## AIM OF THE TASK
The lines from the start of the data through the line containing "impl<T: Element> ArrayStream<T>" are to be reproduced exactly, both ends included.

## SUPPLIED ENTRIES
use crate::prelude::{
    check_read, resolve_seek, Element, SampleStream, StreamError, StreamInfo, StreamResult,
};
use ndarray::{s, Array2, ArrayView2};
use std::io::SeekFrom;

/// Finite stream backed by an in-memory `(time, columns)` array.
pub struct ArrayStream<T: Element> {
    info: StreamInfo,
    data: Array2<T>,
    position: u64,
}

impl<T: Element> ArrayStream<T> {
    /// Stream whose sample shape is the number of columns of `data`.
    pub fn new(data: Array2<T>, start_time: f64, sample_rate: f64) -> StreamResult<Self> {
        let shape = vec![data.ncols()];
        Self::with_shape(data, start_time, sample_rate, shape)
    }

    pub fn with_shape(
        data: Array2<T>,
        start_time: f64,
        sample_rate: f64,
        sample_shape: Vec<usize>,
    ) -> StreamResult<Self> {
        let info = StreamInfo::new(
            start_time,
            sample_rate,
            sample_shape,
            T::DTYPE,
            Some(data.nrows() as u64),
        );
        info.validate()?;
        if info.columns() != data.ncols() {
            return Err(StreamError::Configuration(format!(
                "sample shape {:?} does not match {} columns",
                info.sample_shape,
                data.ncols()
            )));
        }
        Ok(Self {
            info,
            data,
            position: 0,
        })
    }

    pub fn with_frequency(mut self, frequency: Vec<f64>, sideband: Vec<i8>) -> StreamResult<Self> {
        self.info = self.info.with_frequency(frequency, sideband);
        self.info.validate()?;
        Ok(self)
    }

    pub fn data(&self) -> ArrayView2<'_, T> {
        self.data.view()
    }
}

impl<T: Element> SampleStream for ArrayStream<T> {
    type Sample = T;

    fn info(&self) -> &StreamInfo {
        &self.info
    }

    fn tell(&self) -> u64 {
        self.position
    }

    fn seek(&mut self, pos: SeekFrom) -> StreamResult<u64> {
        self.position = resolve_seek(pos, self.position, self.info.length)?;
        Ok(self.position)
    }

    fn read(&mut self, count: usize) -> StreamResult<Array2<T>> {
        check_read(&self.info, self.position, count)?;
        let start = self.position as usize;
        let block = self.data.slice(s![start..start + count, ..]).to_owned();
        self.position += count as u64;
        Ok(block)
    }
}

/// Stream computed on demand from a sample function of `(index, column)`.
///
/// Unbounded unless a length is set, so it can stand in for readers of
/// arbitrarily long recordings.
pub struct Generator<T: Element, F: Fn(u64, usize) -> T> {
    info: StreamInfo,
    function: F,
    position: u64,
}

impl<T: Element, F: Fn(u64, usize) -> T> Generator<T, F> {
    pub fn new(
        function: F,
        start_time: f64,
        sample_rate: f64,
        sample_shape: Vec<usize>,
    ) -> StreamResult<Self> {
        let info = StreamInfo::new(start_time, sample_rate, sample_shape, T::DTYPE, None);
        info.validate()?;
        Ok(Self {
            info,
            function,
            position: 0,
        })
    }

    pub fn with_length(mut self, length: u64) -> Self {
        self.info.length = Some(length);
        self
    }

    pub fn with_frequency(mut self, frequency: Vec<f64>, sideband: Vec<i8>) -> StreamResult<Self> {
        self.info = self.info.with_frequency(frequency, sideband);
        self.info.validate()?;
        Ok(self)
    }
}

impl<T: Element, F: Fn(u64, usize) -> T> SampleStream for Generator<T, F> {
    type Sample = T;

    fn info(&self) -> &StreamInfo {
        &self.info
    }

    fn tell(&self) -> u64 {
        self.position
    }

    fn seek(&mut self, pos: SeekFrom) -> StreamResult<u64> {
        self.position = resolve_seek(pos, self.position, self.info.length)?;
        Ok(self.position)
    }

    fn read(&mut self, count: usize) -> StreamResult<Array2<T>> {
        check_read(&self.info, self.position, count)?;
        let start = self.position;
        let function = &self.function;
        let block = Array2::from_shape_fn((count, self.info.columns()), |(row, column)| {
            function(start + row as u64, column)
        });
        self.position += count as u64;
        Ok(block)
    }
}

## EXPECTED ANSWER
use crate::prelude::{
    check_read, resolve_seek, Element, SampleStream, StreamError, StreamInfo, StreamResult,
};
use ndarray::{s, Array2, ArrayView2};
use std::io::SeekFrom;

/// Finite stream backed by an in-memory `(time, columns)` array.
pub struct ArrayStream<T: Element> {
    info: StreamInfo,
    data: Array2<T>,
    position: u64,
}

impl<T: Element> ArrayStream<T> {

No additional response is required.